T tung, I believe there is a new 150 gr accubond.


----------



## CHARLIE (Jun 2, 2004)

Use 120 grain TSX's in my 7mm-08. Shot a deer last year with it and it did a good job through the boiler room. Nice exit hole DRT deer.


----------



## llred (Jun 30, 2008)

THE JAMMER said:


> I know Bottomsup, I could not believe it either. Both shots were my kid with me watching through the binos. I saw the hit on both, and would not have moved the impact more than a couple of inches- great boiler room hits. One we found, and one we lost- not a drop of blood from either deer. Both shots were 70-90 yards so the velocity was high, and I have read that a bt will blow up more than ever with the higher iimpact velocity. Again the one we found, the inside of that deer was totally destroyed, and blood lilterally poured out of it. I could not believe he had run probably 150 yards with no blood trail. But there was a small enry hole, and no exit hole, so where could the blood have come out??
> 
> Good discussion.


I had this happen with BTs before. I usually stick with soft points now. The selection is huge and you can get quality bullets if you reload. The only down side is a soft point/bonded bullet may have a slightly lower BC than the BTs.
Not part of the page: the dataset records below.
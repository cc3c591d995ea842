// ==========================================
// 化学品库存供应跟踪系统 - API 层
// ==========================================
// 职责: 提供业务 API 接口,供外层壳 (桌面命令/HTTP/CLI) 调用
// ==========================================

pub mod chemical_api;
pub mod dashboard_api;
pub mod error;
pub mod snapshot_api;

// 重导出核心类型
pub use chemical_api::{ChemicalApi, ChemicalPatch, NewChemicalInput};
pub use dashboard_api::DashboardApi;
pub use error::{ApiError, ApiResult};
pub use snapshot_api::SnapshotApi;
// ==========================================
// 化学品库存供应跟踪系统 - 引擎层
// ==========================================
// 职责: 实现业务规则引擎,纯函数,无 I/O
// 红线: 引擎不碰存储,所有输入显式传参 (含基准日期)
// ==========================================

pub mod migration;
pub mod portfolio;
pub mod projection;

// 重导出核心引擎
pub use migration::MigrationEngine;
pub use portfolio::PortfolioEngine;
pub use projection::ProjectionEngine;
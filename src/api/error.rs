// ==========================================
// 化学品库存供应跟踪系统 - API层错误类型
// ==========================================
// 职责: 定义API层错误类型,转换Repository错误为用户友好的错误消息
// 红线: 所有错误信息必须包含显式原因 (可解释性)
// ==========================================

use crate::repository::error::RepositoryError;
use thiserror::Error;

/// API层错误类型
#[derive(Error, Debug)]
pub enum ApiError {
    // ==========================================
    // 业务规则错误
    // ==========================================
    #[error("无效输入: {0}")]
    InvalidInput(String),

    #[error("资源未找到: {0}")]
    NotFound(String),

    #[error("业务规则违反: {0}")]
    BusinessRuleViolation(String),

    // ==========================================
    // 数据访问错误
    // ==========================================
    #[error("数据库错误: {0}")]
    DatabaseError(String),

    // ==========================================
    // 通用错误
    // ==========================================
    #[error("内部错误: {0}")]
    InternalError(String),

    #[error(transparent)]
    Other(#[from] anyhow::Error),
}

// 实现 From<RepositoryError>
impl From<RepositoryError> for ApiError {
    fn from(err: RepositoryError) -> Self {
        match err {
            RepositoryError::NotFound { entity, key } => {
                ApiError::NotFound(format!("{} (key={})", entity, key))
            }
            RepositoryError::DeserializationError(msg) | RepositoryError::SerializationError(msg) => {
                ApiError::InternalError(format!("文档编解码失败: {}", msg))
            }
            other => ApiError::DatabaseError(other.to_string()),
        }
    }
}

/// Result 类型别名
pub type ApiResult<T> = Result<T, ApiError>;

#[cfg(test)]
mod tests {
    use super::*;

    #[test]
    fn test_repository_error_conversion() {
        // NotFound错误转换
        let repo_err = RepositoryError::NotFound {
            entity: "Snapshot".to_string(),
            key: "2026-01-20".to_string(),
        };
        let api_err: ApiError = repo_err.into();
        match api_err {
            ApiError::NotFound(msg) => {
                assert!(msg.contains("Snapshot"));
                assert!(msg.contains("2026-01-20"));
            }
            _ => panic!("Expected NotFound"),
        }

        // 查询错误转换
        let repo_err = RepositoryError::DatabaseQueryError("no such table".to_string());
        let api_err: ApiError = repo_err.into();
        match api_err {
            ApiError::DatabaseError(msg) => assert!(msg.contains("no such table")),
            _ => panic!("Expected DatabaseError"),
        }
    }
}
// ==========================================
// 化学品库存供应跟踪系统 - 仓储层错误类型
// ==========================================
// 工具: thiserror 派生宏
// ==========================================

use thiserror::Error;

/// 仓储层错误类型
#[derive(Error, Debug)]
pub enum RepositoryError {
    // ===== 数据库错误 =====
    #[error("记录未找到: {entity} with key={key}")]
    NotFound { entity: String, key: String },

    #[error("数据库连接失败: {0}")]
    DatabaseConnectionError(String),

    #[error("数据库锁获取失败: {0}")]
    LockError(String),

    #[error("数据库查询失败: {0}")]
    DatabaseQueryError(String),

    // ===== 文档编解码错误 =====
    #[error("文档序列化失败: {0}")]
    SerializationError(String),

    #[error("文档解析失败: {0}")]
    DeserializationError(String),

    // ===== 通用错误 =====
    #[error("内部错误: {0}")]
    InternalError(String),

    #[error(transparent)]
    Other(#[from] anyhow::Error),
}

// 实现 From<rusqlite::Error>
impl From<rusqlite::Error> for RepositoryError {
    fn from(err: rusqlite::Error) -> Self {
        match err {
            rusqlite::Error::QueryReturnedNoRows => RepositoryError::NotFound {
                entity: "Unknown".to_string(),
                key: "Unknown".to_string(),
            },
            _ => RepositoryError::DatabaseQueryError(err.to_string()),
        }
    }
}

/// Result 类型别名
pub type RepositoryResult<T> = Result<T, RepositoryError>;
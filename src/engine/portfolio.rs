// ==========================================
// 化学品库存供应跟踪系统 - 库存总览聚合引擎
// ==========================================
// 职责: 对化学品集合逐条推演并产出汇总视图
// 输入: 化学品集合 (迁移后) + 基准日期
// 输出: PortfolioView (全量结果 + 计数 + 告警/缺口清单)
// 红线: 聚合引擎不排序,输入顺序即输出顺序
//       (顺序承载用户自定义展示优先级,紧急度排序是视图层职责)
// ==========================================

use crate::domain::chemical::ChemicalRecord;
use crate::domain::portfolio::{PortfolioSummary, PortfolioView};
use crate::domain::timeline::DerivedChemical;
use crate::domain::types::SupplyStatus;
use crate::engine::projection::ProjectionEngine;
use chrono::NaiveDate;
use std::cmp::Ordering;
use tracing::instrument;

// ==========================================
// PortfolioEngine - 库存总览聚合引擎
// ==========================================
pub struct PortfolioEngine {
    projection: ProjectionEngine,
}

impl PortfolioEngine {
    /// 创建新的聚合引擎实例
    pub fn new() -> Self {
        Self {
            projection: ProjectionEngine::new(),
        }
    }

    // ==========================================
    // 核心方法
    // ==========================================

    /// 推演全部化学品并聚合
    ///
    /// # 参数
    /// - `records`: 化学品集合 (顺序保持)
    /// - `reference_date`: 基准日期 (全部记录共用)
    ///
    /// # 返回
    /// PortfolioView;空输入产出全零计数与空列表
    #[instrument(skip(self, records), fields(count = records.len()))]
    pub fn project_all(
        &self,
        records: &[ChemicalRecord],
        reference_date: NaiveDate,
    ) -> PortfolioView {
        let items: Vec<DerivedChemical> = records
            .iter()
            .map(|record| self.projection.project_chemical(record, reference_date))
            .collect();

        let mut summary = PortfolioSummary {
            total: items.len(),
            ..PortfolioSummary::default()
        };

        for item in &items {
            match item.status {
                SupplyStatus::Critical => summary.critical += 1,
                SupplyStatus::Warning => summary.warning += 1,
                SupplyStatus::Low => summary.low += 1,
                SupplyStatus::Ok => summary.ok += 1,
            }
            if item.has_gap() {
                summary.with_gaps += 1;
            }
        }

        let critical_items = Self::filter_by_status(&items, SupplyStatus::Critical);
        let warning_items = Self::filter_by_status(&items, SupplyStatus::Warning);
        let gap_items: Vec<DerivedChemical> = items
            .iter()
            .filter(|item| item.has_gap())
            .cloned()
            .collect();

        PortfolioView {
            items,
            summary,
            critical_items,
            warning_items,
            gap_items,
        }
    }

    // ==========================================
    // 视图层排序辅助
    // ==========================================

    /// 采购紧急度排序 (视图层口径,聚合结果本身不排序)
    ///
    /// 按现货可用天数升序;无界 (未跟踪消耗) 排在最后
    pub fn sort_by_procurement_urgency(items: &mut [DerivedChemical]) {
        items.sort_by(|a, b| {
            match (a.immediate_days_remaining, b.immediate_days_remaining) {
                (Some(x), Some(y)) => x.partial_cmp(&y).unwrap_or(Ordering::Equal),
                (Some(_), None) => Ordering::Less,
                (None, Some(_)) => Ordering::Greater,
                (None, None) => Ordering::Equal,
            }
        });
    }

    /// 按状态过滤 (顺序保持)
    fn filter_by_status(items: &[DerivedChemical], status: SupplyStatus) -> Vec<DerivedChemical> {
        items
            .iter()
            .filter(|item| item.status == status)
            .cloned()
            .collect()
    }
}

impl Default for PortfolioEngine {
    fn default() -> Self {
        Self::new()
    }
}
// ==========================================
// PortfolioEngine 引擎集成测试
// ==========================================
// 测试目标: 验证全量推演聚合与顺序保持
// 覆盖范围: 汇总计数/告警清单/缺口清单/空集合/视图层排序
// ==========================================


use chem_supply_tracker::domain::types::SupplyStatus;
use chem_supply_tracker::engine::PortfolioEngine;
use chrono::Duration;
use test_helpers::{create_test_chemical, date, dated_shipment};

/// 统一基准日期
fn reference_date() -> chrono::NaiveDate {
    date(2026, 1, 20)
}

// ==========================================
// 测试用例 1: 场景 D - 汇总计数
// ==========================================

#[test]
fn test_scenario_d_summary_counts() {
    let engine = PortfolioEngine::new();
    let records = vec![
        // 告急: 现货 3 天
        create_test_chemical("C001", "纯碱", 30.0, 0.0, 10.0, vec![]),
        // 预警 + 缺口: 现货 10 天,进口 12 天后才到
        create_test_chemical(
            "C002",
            "烧碱",
            100.0,
            0.0,
            10.0,
            vec![dated_shipment(50.0, reference_date() + Duration::days(12), "")],
        ),
        // 正常: 现货 30 天
        create_test_chemical("C003", "盐酸", 300.0, 0.0, 10.0, vec![]),
    ];

    let view = engine.project_all(&records, reference_date());

    assert_eq!(view.summary.total, 3);
    assert_eq!(view.summary.critical, 1);
    assert_eq!(view.summary.warning, 1);
    assert_eq!(view.summary.low, 0);
    assert_eq!(view.summary.ok, 1);
    assert_eq!(view.summary.with_gaps, 1);

    // 输入顺序保持
    let ids: Vec<_> = view.items.iter().map(|item| item.record.id.as_str()).collect();
    assert_eq!(ids, vec!["C001", "C002", "C003"]);

    assert_eq!(view.critical_items.len(), 1);
    assert_eq!(view.critical_items[0].record.id, "C001");
    assert_eq!(view.warning_items.len(), 1);
    assert_eq!(view.warning_items[0].record.id, "C002");
    assert_eq!(view.gap_items.len(), 1);
    assert_eq!(view.gap_items[0].record.id, "C002");
}

// ==========================================
// 测试用例 2: 空集合
// ==========================================

#[test]
fn test_empty_collection() {
    let engine = PortfolioEngine::new();

    let view = engine.project_all(&[], reference_date());

    assert_eq!(view.summary.total, 0);
    assert_eq!(view.summary.critical, 0);
    assert_eq!(view.summary.warning, 0);
    assert_eq!(view.summary.low, 0);
    assert_eq!(view.summary.ok, 0);
    assert_eq!(view.summary.with_gaps, 0);
    assert!(view.items.is_empty());
    assert!(view.critical_items.is_empty());
    assert!(view.warning_items.is_empty());
    assert!(view.gap_items.is_empty());
}

// ==========================================
// 测试用例 3: 清单顺序保持输入顺序
// ==========================================

#[test]
fn test_filtered_lists_preserve_input_order() {
    let engine = PortfolioEngine::new();
    // 两个告急项,故意按非紧急度顺序排列 (C101 比 C102 更宽裕)
    let records = vec![
        create_test_chemical("C101", "甲", 25.0, 0.0, 10.0, vec![]),
        create_test_chemical("C102", "乙", 5.0, 0.0, 10.0, vec![]),
    ];

    let view = engine.project_all(&records, reference_date());

    assert_eq!(view.summary.critical, 2);
    let ids: Vec<_> = view
        .critical_items
        .iter()
        .map(|item| item.record.id.as_str())
        .collect();
    assert_eq!(ids, vec!["C101", "C102"], "聚合引擎不得按紧急度重排");
}

// ==========================================
// 测试用例 4: 视图层采购紧急度排序
// ==========================================

#[test]
fn test_sort_by_procurement_urgency() {
    let engine = PortfolioEngine::new();
    let records = vec![
        create_test_chemical(
            "C201",
            "甲",
            80.0,
            0.0,
            10.0,
            vec![dated_shipment(50.0, reference_date() + Duration::days(15), "")],
        ),
        create_test_chemical(
            "C202",
            "乙",
            20.0,
            0.0,
            10.0,
            vec![dated_shipment(50.0, reference_date() + Duration::days(15), "")],
        ),
    ];

    let view = engine.project_all(&records, reference_date());
    assert_eq!(view.gap_items.len(), 2);

    // 聚合输出保持输入顺序
    assert_eq!(view.gap_items[0].record.id, "C201");

    // 视图层排序后,现货更紧张的排在前
    let mut items = view.gap_items.clone();
    PortfolioEngine::sort_by_procurement_urgency(&mut items);
    assert_eq!(items[0].record.id, "C202");
    assert_eq!(items[1].record.id, "C201");
}

// ==========================================
// 测试用例 5: 状态与项目一一对应
// ==========================================

#[test]
fn test_items_carry_projection_results() {
    let engine = PortfolioEngine::new();
    let records = vec![
        create_test_chemical("C301", "未跟踪", 100.0, 0.0, 0.0, vec![]),
        create_test_chemical("C302", "偏低", 150.0, 0.0, 10.0, vec![]),
    ];

    let view = engine.project_all(&records, reference_date());

    assert_eq!(view.items[0].status, SupplyStatus::Ok);
    assert_eq!(view.items[0].immediate_days_remaining, None);
    assert_eq!(view.items[1].status, SupplyStatus::Low);
    assert_eq!(view.items[1].immediate_days_remaining, Some(15.0));
}
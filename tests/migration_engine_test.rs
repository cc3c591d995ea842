// ==========================================
// MigrationEngine 引擎集成测试
// ==========================================
// 测试目标: 验证旧版化学品形态到当前形态的一次性升级
// 覆盖范围: 旧版构造/单位归一/幂等性/存储形态判别/整文档迁移
// ==========================================


use chem_supply_tracker::domain::chemical::StoredChemicalRecord;
use chem_supply_tracker::domain::document::StoredSiteDocument;
use chem_supply_tracker::engine::MigrationEngine;
use test_helpers::date;

// ==========================================
// 测试用例 1: 旧版形态构造 imports 集合
// ==========================================

#[test]
fn test_legacy_with_positive_import() {
    let engine = MigrationEngine::new();
    let raw = r#"{
        "id": "L001",
        "name": "纯碱",
        "unit": "kg",
        "factoryStock": 100.0,
        "localPurchase": 20.0,
        "usePerDay": 10.0,
        "import": 80.0,
        "importEta": "2026-02-01"
    }"#;

    let stored: StoredChemicalRecord = serde_json::from_str(raw).unwrap();
    assert!(
        matches!(stored, StoredChemicalRecord::Legacy(_)),
        "无 imports 字段应判别为旧版形态"
    );

    let migrated = engine.migrate_record(stored);

    assert_eq!(migrated.id, "L001");
    assert_eq!(migrated.unit, "bags", "kg 应归一为 bags");
    assert_eq!(migrated.imports.len(), 1, "旧 import > 0 应构造单元素集合");
    assert_eq!(migrated.imports[0].quantity, 80.0);
    assert_eq!(migrated.imports[0].estimated_arrival, Some(date(2026, 2, 1)));
    assert_eq!(migrated.imports[0].label, "");
    assert_eq!(migrated.factory_stock, 100.0);
    assert_eq!(migrated.local_purchase, 20.0);
}

#[test]
fn test_legacy_with_zero_import() {
    let engine = MigrationEngine::new();
    let raw = r#"{
        "id": "L002",
        "name": "盐酸",
        "unit": "bags",
        "factoryStock": 50.0,
        "import": 0.0,
        "importEta": "2026-02-01"
    }"#;

    let stored: StoredChemicalRecord = serde_json::from_str(raw).unwrap();
    let migrated = engine.migrate_record(stored);

    assert!(migrated.imports.is_empty(), "旧 import <= 0 应产出空集合");
}

#[test]
fn test_legacy_missing_fields_default() {
    let engine = MigrationEngine::new();
    // 最小旧版文档: 缺失字段按 0 / None / 缺省单位容错
    let raw = r#"{ "id": "L003", "name": "双氧水" }"#;

    let stored: StoredChemicalRecord = serde_json::from_str(raw).unwrap();
    let migrated = engine.migrate_record(stored);

    assert_eq!(migrated.unit, "bags");
    assert_eq!(migrated.factory_stock, 0.0);
    assert_eq!(migrated.local_purchase, 0.0);
    assert_eq!(migrated.use_per_day, 0.0);
    assert!(migrated.imports.is_empty());
    assert_eq!(migrated.notes, "");
}

// ==========================================
// 测试用例 2: 当前形态只做单位归一
// ==========================================

#[test]
fn test_current_record_only_unit_normalized() {
    let engine = MigrationEngine::new();
    // 有 imports 字段 (哪怕为空) 即当前形态,旧字段探测不再发生
    let raw = r#"{
        "id": "C001",
        "name": "烧碱",
        "unit": "kg",
        "factoryStock": 10.0,
        "imports": []
    }"#;

    let stored: StoredChemicalRecord = serde_json::from_str(raw).unwrap();
    assert!(matches!(stored, StoredChemicalRecord::Current(_)));

    let migrated = engine.migrate_record(stored);
    assert_eq!(migrated.unit, "bags");
    assert!(migrated.imports.is_empty(), "当前形态不得重建 imports");
}

#[test]
fn test_current_record_with_datetime_arrival_truncated() {
    let engine = MigrationEngine::new();
    // 存量文档日期可能带时间后缀,按日历日截断
    let raw = r#"{
        "id": "C002",
        "name": "硫酸",
        "unit": "bags",
        "imports": [
            { "quantity": 40.0, "estimatedArrival": "2026-02-05T08:30:00", "label": "月初" }
        ]
    }"#;

    let stored: StoredChemicalRecord = serde_json::from_str(raw).unwrap();
    let migrated = engine.migrate_record(stored);

    assert_eq!(
        migrated.imports[0].estimated_arrival,
        Some(date(2026, 2, 5)),
        "时间后缀应截断到日历日"
    );
}

// ==========================================
// 测试用例 3: 幂等性
// ==========================================

#[test]
fn test_migration_idempotent() {
    let engine = MigrationEngine::new();
    let raw = r#"{
        "id": "L004",
        "name": "纯碱",
        "unit": "kg",
        "factoryStock": 100.0,
        "usePerDay": 10.0,
        "import": 80.0,
        "importEta": "2026-02-01"
    }"#;

    let stored: StoredChemicalRecord = serde_json::from_str(raw).unwrap();
    let once = engine.migrate_record(stored);
    let twice = engine.migrate_record(StoredChemicalRecord::Current(once.clone()));

    assert_eq!(once, twice, "migrate(migrate(x)) 必须等于 migrate(x)");
}

// ==========================================
// 测试用例 4: 整文档迁移覆盖快照
// ==========================================

#[test]
fn test_document_migration_covers_snapshots() {
    let engine = MigrationEngine::new();
    let raw = r#"{
        "config": { "shifts": { "一号线": 3 } },
        "chemicals": [
            { "id": "L005", "name": "甲", "unit": "kg", "import": 30.0 }
        ],
        "snapshots": [
            {
                "date": "2026-01-10",
                "chemicals": [
                    { "id": "L005", "name": "甲", "unit": "kg", "import": 50.0, "importEta": "2026-01-25" }
                ],
                "config": { "shifts": {} }
            }
        ]
    }"#;

    let stored: StoredSiteDocument = serde_json::from_str(raw).unwrap();
    let document = engine.migrate_document(stored);

    assert_eq!(document.config.shifts.get("一号线"), Some(&3));

    assert_eq!(document.chemicals.len(), 1);
    assert_eq!(document.chemicals[0].unit, "bags");
    assert_eq!(document.chemicals[0].imports.len(), 1);
    assert_eq!(document.chemicals[0].imports[0].quantity, 30.0);

    // 快照内的化学品同样走迁移口径
    assert_eq!(document.snapshots.len(), 1);
    let snapshot_chemical = &document.snapshots[0].chemicals[0];
    assert_eq!(snapshot_chemical.unit, "bags");
    assert_eq!(snapshot_chemical.imports.len(), 1);
    assert_eq!(snapshot_chemical.imports[0].quantity, 50.0);
    assert_eq!(
        snapshot_chemical.imports[0].estimated_arrival,
        Some(date(2026, 1, 25))
    );
}
// ==========================================
// 化学品库存供应跟踪系统 - 领域类型定义
// ==========================================
// 职责: 定义供应状态、时间线段类型等分类枚举
// 红线: 状态是"等级制",不是评分制
// ==========================================

use serde::{Deserialize, Serialize};
use std::fmt;

// ==========================================
// 供应状态 (Supply Status)
// ==========================================
// 由现货可用天数阈值判定,缺口仅可抬升 Ok -> Warning
// 序列化格式: lowercase (与持久化文档一致)
#[derive(Debug, Clone, Copy, PartialEq, Eq, PartialOrd, Ord, Hash, Serialize, Deserialize)]
#[serde(rename_all = "lowercase")]
pub enum SupplyStatus {
    Critical, // 告急 (现货 <= 3 天)
    Warning,  // 预警 (现货 <= 10 天, 或存在供应缺口)
    Low,      // 偏低 (现货 <= 20 天)
    Ok,       // 正常
}

impl fmt::Display for SupplyStatus {
    fn fmt(&self, f: &mut fmt::Formatter<'_>) -> fmt::Result {
        match self {
            SupplyStatus::Critical => write!(f, "critical"),
            SupplyStatus::Warning => write!(f, "warning"),
            SupplyStatus::Low => write!(f, "low"),
            SupplyStatus::Ok => write!(f, "ok"),
        }
    }
}

// ==========================================
// 时间线段类型 (Segment Kind)
// ==========================================
// 单条供应时间线由三类线段首尾相接构成
#[derive(Debug, Clone, Copy, PartialEq, Eq, Serialize, Deserialize)]
#[serde(rename_all = "kebab-case")]
pub enum SegmentKind {
    ImmediateStock, // 现货消耗期 (厂内库存 + 本地采购)
    Import,         // 进口批次消耗期
    Gap,            // 供应缺口期 (需本地采购弥补)
}

impl fmt::Display for SegmentKind {
    fn fmt(&self, f: &mut fmt::Formatter<'_>) -> fmt::Result {
        match self {
            SegmentKind::ImmediateStock => write!(f, "immediate-stock"),
            SegmentKind::Import => write!(f, "import"),
            SegmentKind::Gap => write!(f, "gap"),
        }
    }
}
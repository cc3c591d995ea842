// ==========================================
// 化学品库存供应跟踪系统 - 化学品领域模型
// ==========================================
// 职责: 定义化学品记录与进口批次实体
// 红线: 不含数据访问逻辑,不含引擎逻辑
// ==========================================
// 字段命名: 持久化文档为 camelCase (serde rename)
// 容错口径: 数值字段缺失按 0,字符串缺失按空串
// ==========================================

use chrono::NaiveDate;
use serde::{Deserialize, Deserializer, Serialize};

/// 单位缺省值
fn default_unit() -> String {
    "bags".to_string()
}

// ==========================================
// 日期容错解析
// ==========================================

/// 解析日历日期 (日历日粒度,忽略时分秒)
///
/// # 参数
/// - `raw`: 日期字符串,允许 "YYYY-MM-DD" 或带时间后缀的 ISO 时间戳
///
/// # 返回
/// - Some(NaiveDate): 解析成功,已归一到当日零点
/// - None: 空串或无法解析
pub fn parse_calendar_date(raw: &str) -> Option<NaiveDate> {
    let trimmed = raw.trim();
    if trimmed.is_empty() {
        return None;
    }

    // 仅取日期部分,丢弃 "T.." / " .." 时间后缀
    let date_part = trimmed
        .split(|c| c == 'T' || c == ' ')
        .next()
        .unwrap_or(trimmed);

    NaiveDate::parse_from_str(date_part, "%Y-%m-%d").ok()
}

/// serde 辅助: 可选日期字段的容错反序列化
///
/// 存量文档中的日期可能带有时间部分,统一截断到日历日
fn de_opt_calendar_date<'de, D>(deserializer: D) -> Result<Option<NaiveDate>, D::Error>
where
    D: Deserializer<'de>,
{
    let raw: Option<String> = Option::deserialize(deserializer)?;
    Ok(raw.as_deref().and_then(parse_calendar_date))
}

// ==========================================
// ImportShipment - 进口批次
// ==========================================
// 用途: 化学品的在途进口批次,数量 <= 0 视为不存在
#[derive(Debug, Clone, PartialEq, Serialize, Deserialize)]
#[serde(rename_all = "camelCase")]
pub struct ImportShipment {
    /// 批次数量 (单位与所属化学品一致)
    #[serde(default)]
    pub quantity: f64,

    /// 预计到货日期 (缺失 = 到货顺序未定)
    #[serde(default, deserialize_with = "de_opt_calendar_date")]
    pub estimated_arrival: Option<NaiveDate>,

    /// 批次标签 (展示用,可为空)
    #[serde(default)]
    pub label: String,
}

impl ImportShipment {
    /// 批次是否有效 (数量为正才参与汇总与时间线)
    pub fn is_effective(&self) -> bool {
        self.quantity > 0.0
    }
}

// ==========================================
// ChemicalRecord - 化学品记录 (当前形态)
// ==========================================
// 用途: 持久化主实体,引擎层只读
// 约束: id 创建时生成,之后不可变更
#[derive(Debug, Clone, PartialEq, Serialize, Deserialize)]
#[serde(rename_all = "camelCase")]
pub struct ChemicalRecord {
    // ===== 主键 =====
    #[serde(default)]
    pub id: String, // 化学品唯一标识 (UUID,创建时生成)

    // ===== 基础信息 =====
    #[serde(default)]
    pub name: String, // 化学品名称 (创建时必填非空)
    #[serde(default)]
    pub category: String, // 类别
    #[serde(default = "default_unit")]
    pub unit: String, // 计量单位 (旧值 "kg" 读取时归一为 "bags")

    // ===== 现货库存 =====
    #[serde(default)]
    pub factory_stock: f64, // 厂内库存
    #[serde(default)]
    pub local_purchase: f64, // 本地采购量

    // ===== 消耗口径 =====
    #[serde(default)]
    pub use_per_day: f64, // 日均消耗 (0 = 未跟踪消耗,天数指标全部无界)

    // ===== 进口批次 =====
    // 无 serde default: 字段缺失即旧版形态,由存储边界做迁移判定
    pub imports: Vec<ImportShipment>,

    // ===== 描述字段 (不参与计算) =====
    #[serde(default)]
    pub notes: String, // 备注
    #[serde(default)]
    pub last_updated: String, // 最近更新时间 (展示用)
}

impl ChemicalRecord {
    /// 现货数量 (厂内库存 + 本地采购,零提前期可用)
    pub fn immediate_quantity(&self) -> f64 {
        self.factory_stock + self.local_purchase
    }
}

// ==========================================
// LegacyChemicalRecord - 化学品记录 (旧版形态)
// ==========================================
// 旧版形态: 单一 import 数量 + importEta 日期,无 imports 集合
// 仅在存储边界解码时出现,迁移后不再流转
#[derive(Debug, Clone, Deserialize)]
#[serde(rename_all = "camelCase")]
pub struct LegacyChemicalRecord {
    #[serde(default)]
    pub id: String,
    #[serde(default)]
    pub name: String,
    #[serde(default)]
    pub category: String,
    #[serde(default = "default_unit")]
    pub unit: String,
    #[serde(default)]
    pub factory_stock: f64,
    #[serde(default)]
    pub local_purchase: f64,
    #[serde(default)]
    pub use_per_day: f64,

    /// 旧版单一进口数量
    #[serde(default, rename = "import")]
    pub import_quantity: f64,

    /// 旧版进口预计到货日期
    #[serde(default, rename = "importEta", deserialize_with = "de_opt_calendar_date")]
    pub import_eta: Option<NaiveDate>,

    #[serde(default)]
    pub notes: String,
    #[serde(default)]
    pub last_updated: String,
}

// ==========================================
// StoredChemicalRecord - 存储形态判别
// ==========================================
// 红线: 新旧形态在存储边界一次性判别,禁止散落在调用点做字段探测
// 判别依据: 存在 imports 字段 (哪怕为空数组) 即当前形态
#[derive(Debug, Clone, Deserialize)]
#[serde(untagged)]
pub enum StoredChemicalRecord {
    /// 当前形态 (imports 集合)
    Current(ChemicalRecord),
    /// 旧版形态 (单一 import/importEta)
    Legacy(LegacyChemicalRecord),
}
I am a firm beliver of punching 2 holes.


----------



## DCAVA (Aug 5, 2013)

I have shot lot's of deer w/my 7mm 08; on one occasion though, years ago, I shot a spike @ around 100yds, that deer ran 180 yards ar so on a slight incline, left a good blood trail, but ran quite far after being double lunged w/140 grain core lokt psp. Ony time that has happened w/that gun??


----------



## Bottomsup (Jul 12, 2006)

It may have everything to do with velocity regardless if the bullet comes apart or not. If you read P.O. Ackley's books one of the most experienced wildcat and rifle guys around. He states that if one hundred head of deer were shot on average conditions by a 220 swift and a 30-06 that the 220 swift would be the clear one shot kill winner. Hydraulic shock is a huge factor in killing power.


----------



## marshhunter (Mar 20, 2008)

ended up picking up a box of Federal premiums, with a 140gr. nosler Partition bullet and a box of remington core-lokt 140gr. with the core-lokt psp bullet.. so hopefully one of these two preforms well out of my gun


----------



## joe h (Jul 3, 2012)

marshhunter said:


> ended up picking up a box of Federal premiums, with a 140gr. nosler Partition bullet and a box of remington core-lokt 140gr. with the core-lokt psp bullet.. so hopefully one of these two preforms well out of my gun


I did the same wirh a new gun but have switched to the factory barnes vortex 120 grain ttsx. Way better groups and devastating on game. They say the solid copper bullets act like a much heavier lead bullet but you gain speed.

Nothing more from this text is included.